GENOSCIENCE PHARMA Announces Extension of GNS561 Phase 1/2 Clinical Trial to Patients with Pancreas or Colorectal Cancer with Liver Metastasis
- GNS561 is currently assessed in a Phase 1/2 in second-line patients with primary liver cancer
- Second-line patients with advanced pancreatic or colorectal cancer with liver metastasis could now be enrolled in this current clinical study
- The first patient with advanced pancreatic cancer and liver metastasis has been enrolled at the Saint-Joseph, AP-HP, Paris since December 10th, 2019
Marseille, December 12, 2019 – Genoscience Pharma, a clinical-stage biotechnology company dedicated to discovering and developing anticancer treatment drugs, today announces the extension of the Phase 1/2 clinical trial assessing GNS561 to patients with secondary liver cancers. Until recently, the current clinical had been enrolling patients with advanced primary liver cancers, i.e. hepatocellular carcinoma and intra-hepatic cholangiocarcinoma. The protocol amendment for extending the clinical study to patients with advanced pancreatic or colorectal cancer with liver metastasis was approved in all countries already participating to the study: USA, Belgium and France. The first patient with metastatic pancreatic cancer has been enrolled since December 10th, 2019 at the Saint-Joseph Hospital.

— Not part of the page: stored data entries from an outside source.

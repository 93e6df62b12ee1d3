//! Core types for the KeyShare key-issuing protocol.
//!
//! This crate defines the data shared by the MIB store, the wire codec, the
//! agent kernel and the CLI: the error taxonomy, typed MIB values, OID
//! helpers and configuration structs. It contains no business logic.

pub mod config;
pub mod error;
pub mod oid;
pub mod value;
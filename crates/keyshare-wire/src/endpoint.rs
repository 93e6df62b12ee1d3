//! AgentEndpoint: the agent's UDP receive loop.
//!
//! An [`AgentEndpoint`] binds a UDP socket and serves one datagram at a time
//! until the shutdown signal flips. Each decoded PDU goes to a [`PduHandler`];
//! the handler's answer (if any) is sent back to the datagram's source.

use crate::error::WireError;
use crate::message::{decode_pdu, encode_pdu, peek_request_id, Pdu, MAX_DATAGRAM_SIZE};
use async_trait::async_trait;
use std::net::SocketAddr;
use std::sync::Arc;
use tokio::net::UdpSocket;
use tokio::sync::watch;
use tracing::{debug, info, warn};

/// Trait for the agent to answer incoming PDUs.
#[async_trait]
pub trait PduHandler: Send + Sync + 'static {
    /// Answer one request from `source`. `None` means no reply is sent.
    async fn handle_pdu(&self, pdu: Pdu, source: SocketAddr) -> Option<Pdu>;
}

/// The agent's network endpoint.
#[derive(Debug)]
pub struct AgentEndpoint {
    /// Actual bound address (useful when binding to port 0).
    local_addr: SocketAddr,
}

impl AgentEndpoint {
    /// Bind `bind_addr` and spawn the receive loop.
    pub async fn start(
        bind_addr: SocketAddr,
        handler: Arc<dyn PduHandler>,
        shutdown: watch::Receiver<bool>,
    ) -> Result<(Arc<Self>, tokio::task::JoinHandle<()>), WireError> {
        let socket = UdpSocket::bind(bind_addr).await?;
        let local_addr = socket.local_addr()?;
        info!(addr = %local_addr, "Agent endpoint listening");

        let endpoint = Arc::new(Self { local_addr });
        let task = tokio::spawn(Self::receive_loop(socket, handler, shutdown));
        Ok((endpoint, task))
    }

    /// Get the actual bound address.
    pub fn local_addr(&self) -> SocketAddr {
        self.local_addr
    }

    async fn receive_loop(
        socket: UdpSocket,
        handler: Arc<dyn PduHandler>,
        mut shutdown: watch::Receiver<bool>,
    ) {
        // One spare byte so an oversized datagram is seen as oversized.
        let mut buf = vec![0u8; MAX_DATAGRAM_SIZE + 1];
        loop {
            let received = tokio::select! {
                received = socket.recv_from(&mut buf) => received,
                _ = shutdown.changed() => {
                    info!("Agent endpoint: shutdown signal received");
                    break;
                }
            };
            match received {
                Ok((len, source)) => {
                    if let Some(reply) = Self::process(&buf[..len], source, &*handler).await {
                        Self::reply(&socket, &reply, source).await;
                    }
                }
                Err(e) => warn!(error = %e, "Agent endpoint: receive failed"),
            }
        }
    }

    /// Decode one datagram and run it through the handler.
    async fn process(bytes: &[u8], source: SocketAddr, handler: &dyn PduHandler) -> Option<Pdu> {
        match decode_pdu(bytes) {
            Ok(pdu) => {
                debug!(
                    request_id = pdu.request_id,
                    primitive = %pdu.primitive,
                    items = pdu.list.len(),
                    %source,
                    "Agent endpoint: request received"
                );
                handler.handle_pdu(pdu, source).await
            }
            Err(e) => match peek_request_id(bytes) {
                Some(request_id) => {
                    warn!(request_id, %source, error = %e, "Malformed PDU; answering with an error");
                    Some(Pdu::protocol_error(request_id, &e))
                }
                None => {
                    warn!(%source, len = bytes.len(), error = %e, "Malformed datagram dropped");
                    None
                }
            },
        }
    }

    async fn reply(socket: &UdpSocket, pdu: &Pdu, dest: SocketAddr) {
        let bytes = match encode_pdu(pdu) {
            Ok(bytes) => bytes,
            Err(e) => {
                warn!(request_id = pdu.request_id, error = %e, "Could not encode response");
                return;
            }
        };
        if let Err(e) = socket.send_to(&bytes, dest).await {
            warn!(request_id = pdu.request_id, %dest, error = %e, "Could not send response");
        }
    }
}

“This is a major step for Genoscience Pharma. We were looking forward to extending the indications of our clinical trial to other significant unmet needs in digestive oncology. This approval encourages us to develop our efforts to treat more patients with no satisfactory therapeutic options. It will also improve the inclusion rate, so therapeutic effects are expected to be observed sooner” said Pr Eric Raymond, Chief Medical Officer of Genoscience Pharma.
In addition, the number of patients to be enrolled in Phase 2 was extended to 20 patients per cancer type (hepatocarcinoma, intra-hepatic cholangiocarcinoma, pancreatic cancer with liver metastasis, colorectal cancer with liver metastasis), for a total of 80 patients.
“Such approval to increase in the number of patients to be enrolled is fundamental to enable us achieving our goal to obtain a breakthrough therapy designation for GNS561 from the end of the Phase 2a.” said Dr Philippe Halfon, Chief Executive Officer and Founder of Genoscience Pharma.